The field is set up between city blocks and there are no spectators, just buildings. I have to ride in a canoe with one of my opponents, a good looking man who I knew as a boy but do not remember. He is rowing and congratulating me. We are talking about music and I invite him to jam later, because this version of me plays guitar.

There is a bus ride home where we drive through my old neighborhood. Everyone behind me talks about the changes to the streets. I have my headphones on and am actively not participating in the conversation, but no one seems to mind.

Monday, January 4, 2010

the reaction

scene - indoor hotel balcony - early evening

we are sitting at a bar, my friend and i. we are half celebrating, half mourning the success of a scheme, having made a business of diy prayer beads. we have a collection of charms that people have wanted to incorporate into their design, each with a meaning, each with a ghost. we are feeling guilty and trying to talk ourselves, each other, into believing we are doing something good.

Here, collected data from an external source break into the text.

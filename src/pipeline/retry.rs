//! Backoff and rate-limit delays.
//!
//! Both the coordinator (page retries) and the workers (item retries,
//! queue transport errors) compute delays from the same `RetryPolicy`.

use std::time::Duration;

use crate::models::{RateLimit, RetryPolicy};

impl RetryPolicy {
    /// Delay before retry number `attempt` (1-based), jitter included.
    pub fn backoff(&self, attempt: u32) -> Duration {
        self.backoff_with(attempt, fastrand::f64())
    }

    /// `base * multiplier^(attempt-1)` plus `jitter_ratio * sample` of that
    /// delay, never more than `max_delay_ms`. `sample` is in `[0, 1)`.
    pub fn backoff_with(&self, attempt: u32, sample: f64) -> Duration {
        let exponent = attempt.saturating_sub(1).min(63) as i32;
        let raw = self.base_delay_ms as f64 * self.multiplier.powi(exponent);
        let capped = raw.min(self.max_delay_ms as f64);
        let jitter = capped * self.jitter_ratio * sample.clamp(0.0, 1.0);
        Duration::from_millis((capped + jitter).min(self.max_delay_ms as f64) as u64)
    }

    pub fn is_exhausted(&self, attempts: u32) -> bool {
        attempts >= self.max_attempts
    }
}

impl RateLimit {
    /// Randomized pause after one processed item.
    pub fn delay(&self) -> Duration {
        self.delay_with(fastrand::f64())
    }

    /// Uniform within `base ± base * jitter_ratio`; `sample` is in `[0, 1)`.
    pub fn delay_with(&self, sample: f64) -> Duration {
        let base = self.base_delay_ms as f64;
        let spread = base * self.jitter_ratio;
        let ms = base - spread + 2.0 * spread * sample.clamp(0.0, 1.0);
        Duration::from_millis(ms.max(0.0) as u64)
    }
}

#[cfg(test)]
mod tests {
    use super::*;

    fn policy() -> RetryPolicy {
        RetryPolicy {
            max_attempts: 4,
            base_delay_ms: 100,
            multiplier: 2.0,
            max_delay_ms: 1_000,
            jitter_ratio: 0.5,
            page_retries: 2,
        }
    }

    #[test]
    fn test_backoff_doubles() {
        let p = policy();
        assert_eq!(p.backoff_with(1, 0.0), Duration::from_millis(100));
        assert_eq!(p.backoff_with(2, 0.0), Duration::from_millis(200));
        assert_eq!(p.backoff_with(3, 0.0), Duration::from_millis(400));
    }

    #[test]
    fn test_backoff_caps_at_max() {
        let p = policy();
        assert_eq!(p.backoff_with(10, 0.0), Duration::from_millis(1_000));
        assert_eq!(p.backoff_with(u32::MAX, 0.0), Duration::from_millis(1_000));
    }

    #[test]
    fn test_backoff_jitter_is_bounded() {
        let p = policy();
        assert_eq!(p.backoff_with(2, 1.0), Duration::from_millis(300));
        for _ in 0..100 {
            let d = p.backoff(2);
            assert!(d >= Duration::from_millis(200) && d <= Duration::from_millis(300));
        }
    }

    #[test]
    fn test_jitter_never_exceeds_max() {
        let p = policy();
        assert_eq!(p.backoff_with(10, 1.0), Duration::from_millis(1_000));
        assert_eq!(p.backoff_with(4, 0.99), Duration::from_millis(1_000));
        for _ in 0..100 {
            assert!(p.backoff(20) <= Duration::from_millis(1_000));
        }
    }

    #[test]
    fn test_zero_attempt_treated_as_first() {
        assert_eq!(policy().backoff_with(0, 0.0), Duration::from_millis(100));
    }

    #[test]
    fn test_exhaustion() {
        let p = policy();
        assert!(!p.is_exhausted(3));
        assert!(p.is_exhausted(4));
    }

    #[test]
    fn test_rate_limit_window() {
        let limit = RateLimit {
            base_delay_ms: 1_000,
            jitter_ratio: 0.5,
        };
        assert_eq!(limit.delay_with(0.0), Duration::from_millis(500));
        assert_eq!(limit.delay_with(0.5), Duration::from_millis(1_000));
        for _ in 0..100 {
            let d = limit.delay();
            assert!(d >= Duration::from_millis(500) && d <= Duration::from_millis(1_500));
        }
    }
}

there is a man in a suit walking a flight below us. the floor is round and polished and his footsteps echo against them. when the sounds stop we look up and he is there, offering us something we don't want. he is tall. handsome. mysterious. he is everyone we ever locked eyes with on the subway, he is no one we've ever met.

we giggle.

he starts talking to us and we listen for traces of an accent. he is some mix of farm and city grown. he is impossible to place. this is just a way to make some extra money he says really i work in television. me too! i exclaim perhaps too excited and my friend rolls her eyes and turns back to her cocktail.

he asks for my number and stands to the side. i pull a cocktail napkin off a stack and start writing my name, but it doesn't come out right. i pull another and another, each time giving myself a new name, slightly off, slightly wrong. i am panicking. my friend is laughing at me. it has been far longer than it takes to write a name and number.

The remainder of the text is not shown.